Why do you move this piece of code? AFAIU, we only want to accumulate
the total number of evictable pages on the lruvec, so the patch for
shrink_lruvec should look much simpler. Is it a kind of cleanup? If so,
I guess it'd be better to submit it separately.

Anyways, this hunk doesn't look right to me.
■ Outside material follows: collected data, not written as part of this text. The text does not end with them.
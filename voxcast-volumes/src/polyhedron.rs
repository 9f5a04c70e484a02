//! Convex polyhedron volume (not implemented yet)

use voxcast_core::Point3d;

/// A convex polyhedron described by its vertices.
///
/// Construction works so the variant can participate in volume lists, but
/// neither bounds nor membership is implemented; both report
/// `Error::Unsupported` through `Volume`.
#[derive(Debug, Clone, PartialEq)]
pub struct Polyhedron {
    pub vertices: Vec<Point3d>,
}

impl Polyhedron {
    /// Create a polyhedron from its vertex list
    pub fn new(vertices: Vec<Point3d>) -> Self {
        // TODO: take the convex hull, reject concave input, and build
        // membership from the half-spaces of the hull faces.
        Self { vertices }
    }
}
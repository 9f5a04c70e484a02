//! A square that rotates a quarter turn over the course of the animation.

use anyhow::Result;
use nalgebra::Rotation2;
use voxcast_core::{lerp, Point2d, Vector2d};
use voxcast_diagram::{format_grid, polygon};

/// Vertices of a regular polygon in clockwise order, starting at
/// `start_angle_deg` counter-clockwise of straight up.
fn regular_polygon(radius: f64, num_sides: u32, start_angle_deg: f64) -> Vec<Vector2d> {
    (0..num_sides)
        .map(|i| {
            let angle = start_angle_deg - (i as f64 * 360.0) / num_sides as f64;
            Rotation2::new(angle.to_radians()) * Vector2d::new(0.0, radius)
        })
        .collect()
}

fn main() -> Result<()> {
    env_logger::init();

    let radius = 5.0 * 2.0_f64.sqrt();
    let start_angle = 45.0;
    let end_angle = 90.0 + 45.0;

    let c = radius.floor();
    let center = Point2d::new(c, c);
    let max = c as i64 * 2;

    let num_steps = 20;

    for step in 0..=num_steps {
        println!("{step}");
        let mu = step as f64 / num_steps as f64;
        let angle = lerp(start_angle, end_angle, mu);

        let vertices: Vec<Point2d> = regular_polygon(radius, 4, angle)
            .into_iter()
            .map(|v| center + v)
            .collect();
        let points = polygon(&vertices)?;

        println!("{}", "-".repeat(c as usize * 2));
        println!("{}", format_grid(&points, max, max, "#", "."));
    }
    Ok(())
}
//! Point types and small scalar helpers

use nalgebra::{Point2, Point3, Vector2, Vector3};

/// A 3D point with double precision coordinates
pub type Point3d = Point3<f64>;

/// A 3D vector with double precision components
pub type Vector3d = Vector3<f64>;

/// A 2D point with double precision coordinates
pub type Point2d = Point2<f64>;

/// A 2D vector with double precision components
pub type Vector2d = Vector2<f64>;

/// A point on the 3D integer lattice
pub type LatticePoint = Point3<i64>;

/// A point on the 2D integer lattice (one diagram layer)
pub type LatticePoint2 = Point2<i64>;

/// An integer offset between lattice points
pub type LatticeVector = Vector3<i64>;

/// The real-valued position of a 3D lattice point.
pub fn to_real(point: &LatticePoint) -> Point3d {
    Point3d::new(point.x as f64, point.y as f64, point.z as f64)
}

/// The real-valued position of a 2D lattice point.
pub fn to_real2(point: &LatticePoint2) -> Point2d {
    Point2d::new(point.x as f64, point.y as f64)
}

/// Linear interpolation between `low` and `high`, exact at both endpoints.
///
/// # Example
///
/// ```
/// use voxcast_core::point::lerp;
///
/// assert_eq!(lerp(0.0, 10.0, 0.0), 0.0);
/// assert_eq!(lerp(0.0, 10.0, 0.5), 5.0);
/// assert_eq!(lerp(0.0, 10.0, 1.0), 10.0);
/// ```
pub fn lerp(low: f64, high: f64, t: f64) -> f64 {
    low * (1.0 - t) + high * t
}

/// The clockwise perpendicular of a 2D vector.
///
/// Walking along `v`, the returned vector points to the right-hand side.
pub fn perp_clockwise(v: &Vector2d) -> Vector2d {
    Vector2d::new(v.y, -v.x)
}
//! Axis-aligned bounds, real-valued and integer-valued

use crate::point::{LatticePoint, Point3d};
use serde::{Deserialize, Serialize};

/// An axis-aligned box in real coordinates, stored as per-axis extremes.
///
/// `mins` must not exceed `maxs` on any axis; constructors uphold this and
/// every operation preserves it.
#[derive(Debug, Clone, Copy, PartialEq, Serialize, Deserialize)]
pub struct Bounds {
    pub mins: Point3d,
    pub maxs: Point3d,
}

impl Bounds {
    /// Creates bounds from the two extreme corners.
    pub fn new(mins: Point3d, maxs: Point3d) -> Self {
        debug_assert!(
            mins.x <= maxs.x && mins.y <= maxs.y && mins.z <= maxs.z,
            "bounds must satisfy mins <= maxs on every axis"
        );
        Self { mins, maxs }
    }

    /// Creates bounds from one `(low, high)` pair per axis.
    pub fn from_ranges(x: (f64, f64), y: (f64, f64), z: (f64, f64)) -> Self {
        Self::new(
            Point3d::new(x.0, y.0, z.0),
            Point3d::new(x.1, y.1, z.1),
        )
    }

    /// The smallest bounds containing both `self` and `other`.
    pub fn union(&self, other: &Bounds) -> Bounds {
        Bounds::new(
            Point3d::new(
                self.mins.x.min(other.mins.x),
                self.mins.y.min(other.mins.y),
                self.mins.z.min(other.mins.z),
            ),
            Point3d::new(
                self.maxs.x.max(other.maxs.x),
                self.maxs.y.max(other.maxs.y),
                self.maxs.z.max(other.maxs.z),
            ),
        )
    }

    /// These bounds widened outward to integer corners: each low is floored
    /// and each high is rounded up.
    pub fn snapped(&self) -> Bounds {
        Bounds::new(self.mins.map(f64::floor), self.maxs.map(f64::ceil))
    }

    /// The integer bounds enclosing these bounds.
    pub fn to_lattice(&self) -> LatticeBounds {
        LatticeBounds::new(
            self.mins.map(|v| v.floor() as i64),
            self.maxs.map(|v| v.ceil() as i64),
        )
    }
}

/// An axis-aligned box of integer lattice points, inclusive on every axis.
#[derive(Debug, Clone, Copy, PartialEq, Eq, Serialize, Deserialize)]
pub struct LatticeBounds {
    pub mins: LatticePoint,
    pub maxs: LatticePoint,
}

impl LatticeBounds {
    /// Creates integer bounds from the two extreme corners.
    pub fn new(mins: LatticePoint, maxs: LatticePoint) -> Self {
        debug_assert!(
            mins.x <= maxs.x && mins.y <= maxs.y && mins.z <= maxs.z,
            "lattice bounds must satisfy mins <= maxs on every axis"
        );
        Self { mins, maxs }
    }

    /// Whether `point` lies within the bounds, boundary included.
    pub fn contains(&self, point: &LatticePoint) -> bool {
        self.mins.x <= point.x
            && point.x <= self.maxs.x
            && self.mins.y <= point.y
            && point.y <= self.maxs.y
            && self.mins.z <= point.z
            && point.z <= self.maxs.z
    }

    /// Exact number of lattice points enclosed, `(high - low + 1)` per axis.
    pub fn num_points(&self) -> usize {
        let width = |lo: i64, hi: i64| (hi - lo + 1) as usize;
        width(self.mins.x, self.maxs.x)
            * width(self.mins.y, self.maxs.y)
            * width(self.mins.z, self.maxs.z)
    }

    /// Enumerates every enclosed lattice point in deterministic x-major
    /// order (z varies fastest).
    ///
    /// Each call starts a fresh enumeration; iterators share no state.
    pub fn points(&self) -> LatticePointIter {
        LatticePointIter {
            bounds: *self,
            next: Some(self.mins),
        }
    }
}

/// Iterator over the lattice points of a [`LatticeBounds`].
#[derive(Debug, Clone)]
pub struct LatticePointIter {
    bounds: LatticeBounds,
    next: Option<LatticePoint>,
}

impl Iterator for LatticePointIter {
    type Item = LatticePoint;

    fn next(&mut self) -> Option<LatticePoint> {
        let current = self.next?;
        let b = &self.bounds;
        let mut p = current;
        p.z += 1;
        if p.z > b.maxs.z {
            p.z = b.mins.z;
            p.y += 1;
            if p.y > b.maxs.y {
                p.y = b.mins.y;
                p.x += 1;
            }
        }
        self.next = (p.x <= b.maxs.x).then_some(p);
        Some(current)
    }
}

#[cfg(test)]
mod tests {
    use super::*;

    #[test]
    fn test_union_takes_extremes_per_axis() {
        let a = Bounds::from_ranges((-1.0, 2.0), (0.0, 1.0), (-3.0, 0.5));
        let b = Bounds::from_ranges((0.0, 4.0), (-2.0, 0.5), (-1.0, 1.0));
        let u = a.union(&b);
        assert_eq!(u, Bounds::from_ranges((-1.0, 4.0), (-2.0, 1.0), (-3.0, 1.0)));
        assert_eq!(u, b.union(&a));
    }

    #[test]
    fn test_snapped_widens_outward() {
        let b = Bounds::from_ranges((-0.5, 1.5), (0.0, 2.0), (-2.7, -1.2));
        assert_eq!(
            b.snapped(),
            Bounds::from_ranges((-1.0, 2.0), (0.0, 2.0), (-3.0, -1.0))
        );
    }

    #[test]
    fn test_to_lattice_floors_lows_and_ceils_highs() {
        let b = Bounds::from_ranges((-0.5, 1.5), (0.0, 2.0), (-2.7, -1.2));
        let l = b.to_lattice();
        assert_eq!(l.mins, LatticePoint::new(-1, 0, -3));
        assert_eq!(l.maxs, LatticePoint::new(2, 2, -1));
    }

    #[test]
    fn test_lattice_contains_is_inclusive() {
        let l = LatticeBounds::new(LatticePoint::new(0, 0, 0), LatticePoint::new(2, 2, 2));
        assert!(l.contains(&LatticePoint::new(0, 0, 0)));
        assert!(l.contains(&LatticePoint::new(2, 2, 2)));
        assert!(!l.contains(&LatticePoint::new(3, 1, 1)));
        assert!(!l.contains(&LatticePoint::new(1, -1, 1)));
    }

    #[test]
    fn test_points_order_and_count() {
        let l = LatticeBounds::new(LatticePoint::new(0, 0, 0), LatticePoint::new(1, 1, 2));
        let points: Vec<_> = l.points().collect();
        assert_eq!(points.len(), l.num_points());
        assert_eq!(points.len(), 12);
        // z varies fastest, then y, then x.
        assert_eq!(points[0], LatticePoint::new(0, 0, 0));
        assert_eq!(points[1], LatticePoint::new(0, 0, 1));
        assert_eq!(points[2], LatticePoint::new(0, 0, 2));
        assert_eq!(points[3], LatticePoint::new(0, 1, 0));
        assert_eq!(points[11], LatticePoint::new(1, 1, 2));
    }

    #[test]
    fn test_points_enumeration_is_restartable() {
        let l = LatticeBounds::new(LatticePoint::new(-1, -1, -1), LatticePoint::new(1, 1, 1));
        let first: Vec<_> = l.points().collect();
        let second: Vec<_> = l.points().collect();
        assert_eq!(first, second);
        assert_eq!(first.len(), 27);
    }

    #[test]
    fn test_single_point_bounds() {
        let l = LatticeBounds::new(LatticePoint::new(5, -3, 2), LatticePoint::new(5, -3, 2));
        assert_eq!(l.num_points(), 1);
        let points: Vec<_> = l.points().collect();
        assert_eq!(points, vec![LatticePoint::new(5, -3, 2)]);
    }
}
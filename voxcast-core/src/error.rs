//! Error types for voxcast

use thiserror::Error;

/// Main error type for voxcast operations
#[derive(Error, Debug)]
pub enum Error {
    #[error("Empty input: {0}")]
    EmptyInput(String),

    #[error("Invalid parameter domain: [{tmin}, {tmax}]")]
    InvalidDomain { tmin: f64, tmax: f64 },

    #[error("Unsupported operation: {0}")]
    Unsupported(String),

    #[error("Degenerate input: {0}")]
    DegenerateInput(String),
}

/// Result type alias for voxcast operations
pub type Result<T> = std::result::Result<T, Error>;
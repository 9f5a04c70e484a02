//! Half-space volume

use voxcast_core::{Bounds, Point3d, Vector3d};

/// The half of space on the normal's side of a plane, clipped for rendering
/// by borrowed bounds.
///
/// A half-space is infinite, so it cannot infer bounds of its own; the caller
/// supplies the region of interest (typically the bounds of the volumes it is
/// composed with). Membership is inclusive: points on the plane belong to the
/// half-space.
#[derive(Debug, Clone, Copy, PartialEq)]
pub struct HalfSpace {
    pub center: Point3d,
    pub normal: Vector3d,
    bounds: Bounds,
}

impl HalfSpace {
    /// Create a half-space through `center` facing `normal`, rendered
    /// within `bounds`
    pub fn new(center: Point3d, normal: Vector3d, bounds: Bounds) -> Self {
        Self {
            center,
            normal,
            bounds,
        }
    }

    /// Whether `point` is on or in front of the plane.
    pub fn contains(&self, point: &Point3d) -> bool {
        (point - self.center).dot(&self.normal) >= 0.0
    }

    /// The borrowed region of interest.
    pub fn bounds(&self) -> Bounds {
        self.bounds
    }
}
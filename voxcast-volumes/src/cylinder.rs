//! Capped cylinder volume (not implemented yet)

use voxcast_core::Point3d;

/// A capped cylinder between two endpoints.
///
/// Construction works so the variant can participate in volume lists, but
/// neither bounds nor membership is implemented; both report
/// `Error::Unsupported` through `Volume`.
#[derive(Debug, Clone, Copy, PartialEq)]
pub struct Cylinder {
    pub a: Point3d,
    pub b: Point3d,
    pub radius: f64,
}

impl Cylinder {
    /// Create a cylinder of the given radius between endpoints `a` and `b`
    pub fn new(a: Point3d, b: Point3d, radius: f64) -> Self {
        // TODO: derive bounds from the extrema of the two endcap circles
        // along each axis, then implement membership by projecting onto the
        // axis segment.
        Self { a, b, radius }
    }
}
With it applied, if
scan_balance equals SCAN_EQUAL or SCAN_FRACT we won't scan file lists at
all.

>  			size = get_lru_size(lruvec, lru);
> -			scan = size >> sc->priority;
> +			*lru_pages += size;
>  
> +			scan = size >> sc->priority;
>  			if (!scan && pass && force_scan)
>  				scan = min(size, SWAP_CLUSTER_MAX);
>  
> -			switch (scan_balance) {
> -			case SCAN_EQUAL:
> -				/* Scan lists relative to size */
> -				break;
> -			case SCAN_FRACT:
> +			if (scan_balance == SCAN_FRACT) {
>  				/*
>  				 * Scan types proportional to swappiness and
>  				 * their relative recent reclaim efficiency.
>  				 */
>  				scan = div64_u64(scan * fraction[file],
> -							denominator);
> -				break;
> -			case SCAN_FILE:
> -			case SCAN_ANON:
> -				/* Scan one type exclusively */
> -				if ((scan_balance == SCAN_FILE) != file)
> -					scan = 0;
> -				break;
> -			default:
> -				/* Look ma, no brain */
> -				BUG();
> +						 denominator);
>  			}
> +
>  			nr[lru] = scan;
>  			/*
>  			 * Skip the second pass and don't force_scan,
> @@ -2077,10 +2069,17 @@ static void shrink_lruvec(struct lruvec *lruvec, int swappiness,
>  	enum lru_list lru;
>  	unsigned long nr_reclaimed = 0;
>  	unsigned long nr_to_reclaim = sc->nr_to_reclaim;
> +	unsigned long nr_scanned = sc->nr_scanned;
> +	unsigned long lru_pages;
>  	struct blk_plug plug;
>  	bool scan_adjusted;
> +	struct shrink_control shrink = {
> +		.gfp_mask = sc->gfp_mask,
> +		.nid = zone_to_nid(lruvec_zone(lruvec)),
> +	};
> +	struct reclaim_state *reclaim_state = current->reclaim_state;
>  
> -	get_scan_count(lruvec, swappiness, sc, nr);
> +	get_scan_count(lruvec, swappiness, sc, nr, &lru_pages);
>  
>  	/* Record the original scan target for proportional adjustments later */
>  	memcpy(targets, nr, sizeof(nr));
> @@ -2173,6 +2172,23 @@ static void shrink_lruvec(struct lruvec *lruvec, int swappiness,
>  	sc->nr_reclaimed += nr_reclaimed;
>  
>  	/*
> +	 * Shrink slab caches in the same proportion that the eligible
> +	 * LRU pages were scanned.
> +	 *
> +	 * XXX: Skip memcg limit reclaim, as the slab shrinkers are
> +	 * not cgroup-aware yet and we can't know if the objects in
> +	 * the global lists contribute to the memcg limit.
> +	 */
> +	if (global_reclaim(sc) && lru_pages) {
> +		nr_scanned = sc->nr_scanned - nr_scanned;
> +		shrink_slab(&shrink, nr_scanned, lru_pages);

I've a few concerns about slab-vs-pagecache reclaim proportion:

If a node has > 1 zones, then we will scan slabs more aggressively than
lru pages. Not sure, if it really matters, because on x86_64 most nodes
have 1 zone.

If there are > 1 nodes, NUMA-unaware shrinkers will get more pressure
than NUMA-aware ones. However, we have the same behavior in kswapd at
present. This might be an issue if there are many nodes.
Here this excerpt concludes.